→ **AIM OF THE TASK**: If a line of the listing contains the string "struct", return that line.

→ **SUPPLIED DATA**:
BEGIN
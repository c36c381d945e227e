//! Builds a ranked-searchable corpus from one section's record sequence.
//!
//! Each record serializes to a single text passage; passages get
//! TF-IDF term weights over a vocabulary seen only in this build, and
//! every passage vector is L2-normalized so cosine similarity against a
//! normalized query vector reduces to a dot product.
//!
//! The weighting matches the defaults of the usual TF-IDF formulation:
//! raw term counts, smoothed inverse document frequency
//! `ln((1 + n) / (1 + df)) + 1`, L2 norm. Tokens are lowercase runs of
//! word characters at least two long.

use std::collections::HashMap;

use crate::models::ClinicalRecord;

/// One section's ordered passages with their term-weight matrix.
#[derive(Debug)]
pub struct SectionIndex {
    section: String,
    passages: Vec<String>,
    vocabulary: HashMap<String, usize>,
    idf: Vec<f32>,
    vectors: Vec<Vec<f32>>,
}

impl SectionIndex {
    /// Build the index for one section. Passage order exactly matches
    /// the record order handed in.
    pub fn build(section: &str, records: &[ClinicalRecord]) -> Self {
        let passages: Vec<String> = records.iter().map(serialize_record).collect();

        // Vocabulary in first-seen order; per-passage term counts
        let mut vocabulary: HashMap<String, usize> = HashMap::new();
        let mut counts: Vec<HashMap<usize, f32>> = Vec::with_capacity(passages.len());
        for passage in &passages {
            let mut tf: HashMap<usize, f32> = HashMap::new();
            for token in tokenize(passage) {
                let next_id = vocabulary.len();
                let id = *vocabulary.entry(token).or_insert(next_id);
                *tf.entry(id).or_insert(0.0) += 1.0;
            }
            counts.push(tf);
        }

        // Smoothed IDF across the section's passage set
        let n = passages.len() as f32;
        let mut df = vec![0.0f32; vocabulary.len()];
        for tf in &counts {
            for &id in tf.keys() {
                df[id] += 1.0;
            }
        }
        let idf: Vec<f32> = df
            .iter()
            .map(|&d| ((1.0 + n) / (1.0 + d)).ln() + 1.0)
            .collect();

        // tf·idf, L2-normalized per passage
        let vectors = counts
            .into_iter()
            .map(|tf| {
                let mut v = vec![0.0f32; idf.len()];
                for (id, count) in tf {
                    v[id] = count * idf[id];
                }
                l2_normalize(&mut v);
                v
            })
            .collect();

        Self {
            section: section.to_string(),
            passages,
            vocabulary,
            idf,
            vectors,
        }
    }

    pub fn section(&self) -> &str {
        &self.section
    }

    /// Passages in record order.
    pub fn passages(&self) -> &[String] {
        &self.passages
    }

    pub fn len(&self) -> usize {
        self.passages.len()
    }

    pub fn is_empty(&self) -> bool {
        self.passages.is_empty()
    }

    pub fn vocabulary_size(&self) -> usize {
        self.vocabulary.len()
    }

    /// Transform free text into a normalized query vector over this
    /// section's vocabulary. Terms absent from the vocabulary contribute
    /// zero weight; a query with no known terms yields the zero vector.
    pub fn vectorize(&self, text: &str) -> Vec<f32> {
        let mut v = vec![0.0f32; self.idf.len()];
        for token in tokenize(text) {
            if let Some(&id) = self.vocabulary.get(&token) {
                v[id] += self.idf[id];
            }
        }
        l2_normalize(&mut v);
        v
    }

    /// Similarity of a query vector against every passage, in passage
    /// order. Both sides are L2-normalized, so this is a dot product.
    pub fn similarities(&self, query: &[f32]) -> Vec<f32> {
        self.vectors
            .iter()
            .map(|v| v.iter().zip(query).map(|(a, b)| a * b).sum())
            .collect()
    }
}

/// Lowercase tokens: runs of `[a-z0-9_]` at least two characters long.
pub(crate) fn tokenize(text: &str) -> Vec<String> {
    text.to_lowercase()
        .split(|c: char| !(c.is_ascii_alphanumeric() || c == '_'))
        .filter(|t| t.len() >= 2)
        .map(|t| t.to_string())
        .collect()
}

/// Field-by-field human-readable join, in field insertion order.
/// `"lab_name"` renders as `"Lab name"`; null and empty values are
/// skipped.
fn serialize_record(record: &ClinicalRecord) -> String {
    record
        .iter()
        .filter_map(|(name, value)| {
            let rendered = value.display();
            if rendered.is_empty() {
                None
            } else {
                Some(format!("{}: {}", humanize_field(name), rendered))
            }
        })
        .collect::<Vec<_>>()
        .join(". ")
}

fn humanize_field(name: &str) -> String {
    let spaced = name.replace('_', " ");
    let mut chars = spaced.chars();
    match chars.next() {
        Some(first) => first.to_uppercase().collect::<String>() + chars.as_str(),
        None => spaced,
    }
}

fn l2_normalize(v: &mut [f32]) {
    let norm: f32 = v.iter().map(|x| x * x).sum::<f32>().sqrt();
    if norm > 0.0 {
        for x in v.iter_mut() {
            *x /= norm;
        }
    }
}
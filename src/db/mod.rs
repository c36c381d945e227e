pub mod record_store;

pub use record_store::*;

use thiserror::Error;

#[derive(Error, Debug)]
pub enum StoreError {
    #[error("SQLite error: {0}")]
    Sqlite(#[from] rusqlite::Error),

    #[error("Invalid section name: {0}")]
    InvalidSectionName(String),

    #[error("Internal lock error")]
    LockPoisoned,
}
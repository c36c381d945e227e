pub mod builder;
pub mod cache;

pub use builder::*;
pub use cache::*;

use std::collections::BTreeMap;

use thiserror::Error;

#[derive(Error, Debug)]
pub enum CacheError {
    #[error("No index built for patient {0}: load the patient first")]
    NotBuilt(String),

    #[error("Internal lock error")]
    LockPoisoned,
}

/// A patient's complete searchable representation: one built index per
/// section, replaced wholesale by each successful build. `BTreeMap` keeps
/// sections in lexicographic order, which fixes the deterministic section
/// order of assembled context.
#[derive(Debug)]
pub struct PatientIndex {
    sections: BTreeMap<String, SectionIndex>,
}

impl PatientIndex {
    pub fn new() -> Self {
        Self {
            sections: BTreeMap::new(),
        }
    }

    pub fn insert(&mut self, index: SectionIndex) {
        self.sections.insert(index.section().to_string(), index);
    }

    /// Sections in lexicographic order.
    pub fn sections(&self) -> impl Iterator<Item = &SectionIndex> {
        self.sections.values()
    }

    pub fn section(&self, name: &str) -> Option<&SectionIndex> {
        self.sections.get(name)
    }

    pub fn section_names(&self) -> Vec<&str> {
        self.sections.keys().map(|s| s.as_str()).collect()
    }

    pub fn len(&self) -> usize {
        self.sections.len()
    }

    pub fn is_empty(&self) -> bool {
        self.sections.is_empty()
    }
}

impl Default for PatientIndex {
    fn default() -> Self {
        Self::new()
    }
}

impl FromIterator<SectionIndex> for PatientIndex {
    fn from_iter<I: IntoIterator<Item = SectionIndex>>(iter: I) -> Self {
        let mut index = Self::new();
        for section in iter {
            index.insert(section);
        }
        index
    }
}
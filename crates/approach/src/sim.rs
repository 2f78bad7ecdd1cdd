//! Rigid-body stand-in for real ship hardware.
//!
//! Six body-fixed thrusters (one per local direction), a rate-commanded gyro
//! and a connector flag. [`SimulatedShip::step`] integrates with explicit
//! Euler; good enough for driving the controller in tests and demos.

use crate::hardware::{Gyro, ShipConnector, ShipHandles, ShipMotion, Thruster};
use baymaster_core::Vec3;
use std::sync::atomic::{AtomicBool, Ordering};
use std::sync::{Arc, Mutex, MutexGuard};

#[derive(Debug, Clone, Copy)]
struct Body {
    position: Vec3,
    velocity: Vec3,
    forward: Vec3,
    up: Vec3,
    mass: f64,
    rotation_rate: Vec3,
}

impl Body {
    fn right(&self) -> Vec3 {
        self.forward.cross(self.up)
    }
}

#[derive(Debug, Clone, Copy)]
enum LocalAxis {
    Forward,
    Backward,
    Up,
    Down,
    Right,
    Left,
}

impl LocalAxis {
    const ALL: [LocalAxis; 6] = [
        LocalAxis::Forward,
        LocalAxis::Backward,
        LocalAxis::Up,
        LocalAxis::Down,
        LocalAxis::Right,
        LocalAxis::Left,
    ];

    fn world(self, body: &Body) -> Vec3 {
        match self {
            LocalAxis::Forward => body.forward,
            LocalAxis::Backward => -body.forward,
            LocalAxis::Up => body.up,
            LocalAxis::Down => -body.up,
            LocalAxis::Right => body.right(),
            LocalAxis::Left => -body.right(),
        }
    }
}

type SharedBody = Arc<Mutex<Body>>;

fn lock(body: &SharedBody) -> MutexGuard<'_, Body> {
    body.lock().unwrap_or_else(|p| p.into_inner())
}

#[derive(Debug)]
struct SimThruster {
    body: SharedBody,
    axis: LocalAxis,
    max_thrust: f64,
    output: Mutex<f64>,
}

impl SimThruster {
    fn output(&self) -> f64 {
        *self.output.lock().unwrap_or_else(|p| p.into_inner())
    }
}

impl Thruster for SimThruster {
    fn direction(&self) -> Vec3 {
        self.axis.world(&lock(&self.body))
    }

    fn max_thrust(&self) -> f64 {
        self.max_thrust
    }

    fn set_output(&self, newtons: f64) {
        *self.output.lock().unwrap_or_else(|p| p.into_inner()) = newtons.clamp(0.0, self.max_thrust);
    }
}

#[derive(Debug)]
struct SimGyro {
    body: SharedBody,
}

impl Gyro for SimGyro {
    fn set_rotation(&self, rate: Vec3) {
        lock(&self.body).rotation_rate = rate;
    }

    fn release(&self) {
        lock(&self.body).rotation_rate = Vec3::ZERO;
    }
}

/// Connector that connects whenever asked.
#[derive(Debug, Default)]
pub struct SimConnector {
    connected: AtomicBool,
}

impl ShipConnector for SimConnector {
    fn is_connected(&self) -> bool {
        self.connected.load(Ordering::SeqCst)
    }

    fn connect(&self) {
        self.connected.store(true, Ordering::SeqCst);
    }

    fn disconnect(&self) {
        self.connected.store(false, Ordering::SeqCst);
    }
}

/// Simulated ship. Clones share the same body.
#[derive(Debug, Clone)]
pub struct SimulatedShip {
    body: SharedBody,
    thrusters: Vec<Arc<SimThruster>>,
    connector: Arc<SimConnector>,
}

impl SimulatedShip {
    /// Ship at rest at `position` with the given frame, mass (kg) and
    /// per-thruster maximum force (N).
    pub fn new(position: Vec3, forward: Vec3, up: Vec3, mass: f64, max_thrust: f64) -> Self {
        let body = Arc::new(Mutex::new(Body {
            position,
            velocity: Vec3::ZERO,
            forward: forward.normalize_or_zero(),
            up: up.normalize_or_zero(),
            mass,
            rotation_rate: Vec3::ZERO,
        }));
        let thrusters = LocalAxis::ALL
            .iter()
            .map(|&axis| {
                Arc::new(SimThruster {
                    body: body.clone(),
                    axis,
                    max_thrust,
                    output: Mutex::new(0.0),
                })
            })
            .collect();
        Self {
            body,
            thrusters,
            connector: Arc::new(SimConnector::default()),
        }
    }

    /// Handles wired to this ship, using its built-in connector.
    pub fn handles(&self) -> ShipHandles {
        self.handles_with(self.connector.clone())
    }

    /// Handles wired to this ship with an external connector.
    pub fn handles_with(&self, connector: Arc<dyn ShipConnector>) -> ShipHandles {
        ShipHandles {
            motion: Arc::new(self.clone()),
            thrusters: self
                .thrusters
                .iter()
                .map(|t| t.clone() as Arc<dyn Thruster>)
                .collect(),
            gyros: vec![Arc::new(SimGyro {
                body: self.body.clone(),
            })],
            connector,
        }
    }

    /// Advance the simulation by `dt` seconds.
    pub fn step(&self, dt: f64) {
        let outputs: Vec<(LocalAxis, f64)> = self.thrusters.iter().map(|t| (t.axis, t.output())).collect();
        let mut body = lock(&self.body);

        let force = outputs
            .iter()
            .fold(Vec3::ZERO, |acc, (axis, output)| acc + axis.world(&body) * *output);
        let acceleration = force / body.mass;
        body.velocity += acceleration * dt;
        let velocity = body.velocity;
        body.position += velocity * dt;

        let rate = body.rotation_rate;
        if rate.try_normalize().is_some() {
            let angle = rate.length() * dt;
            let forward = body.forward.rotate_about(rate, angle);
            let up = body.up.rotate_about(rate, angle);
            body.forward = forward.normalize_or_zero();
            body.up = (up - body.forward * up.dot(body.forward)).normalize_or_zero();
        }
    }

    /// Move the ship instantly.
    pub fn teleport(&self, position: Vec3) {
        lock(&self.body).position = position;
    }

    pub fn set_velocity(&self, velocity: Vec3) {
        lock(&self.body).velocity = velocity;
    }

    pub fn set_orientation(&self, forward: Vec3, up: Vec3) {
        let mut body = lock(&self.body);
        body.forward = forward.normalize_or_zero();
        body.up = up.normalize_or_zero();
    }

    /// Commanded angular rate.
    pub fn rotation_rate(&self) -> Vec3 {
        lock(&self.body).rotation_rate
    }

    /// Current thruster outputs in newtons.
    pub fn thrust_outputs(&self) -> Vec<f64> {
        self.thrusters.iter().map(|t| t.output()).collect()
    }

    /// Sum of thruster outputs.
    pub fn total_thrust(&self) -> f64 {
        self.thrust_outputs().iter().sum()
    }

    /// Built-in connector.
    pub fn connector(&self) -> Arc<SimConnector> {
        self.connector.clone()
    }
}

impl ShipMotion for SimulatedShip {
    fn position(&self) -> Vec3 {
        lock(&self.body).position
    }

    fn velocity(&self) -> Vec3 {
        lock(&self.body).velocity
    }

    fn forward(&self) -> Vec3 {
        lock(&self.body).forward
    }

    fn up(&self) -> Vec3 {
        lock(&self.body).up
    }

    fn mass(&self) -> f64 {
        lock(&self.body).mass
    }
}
END
→ **EXERCISE RESPONSE**:
pub struct SectionIndex {
pub struct PatientIndex {
struct Body {
struct SimThruster {
struct SimGyro {
pub struct SimConnector {
pub struct SimulatedShip {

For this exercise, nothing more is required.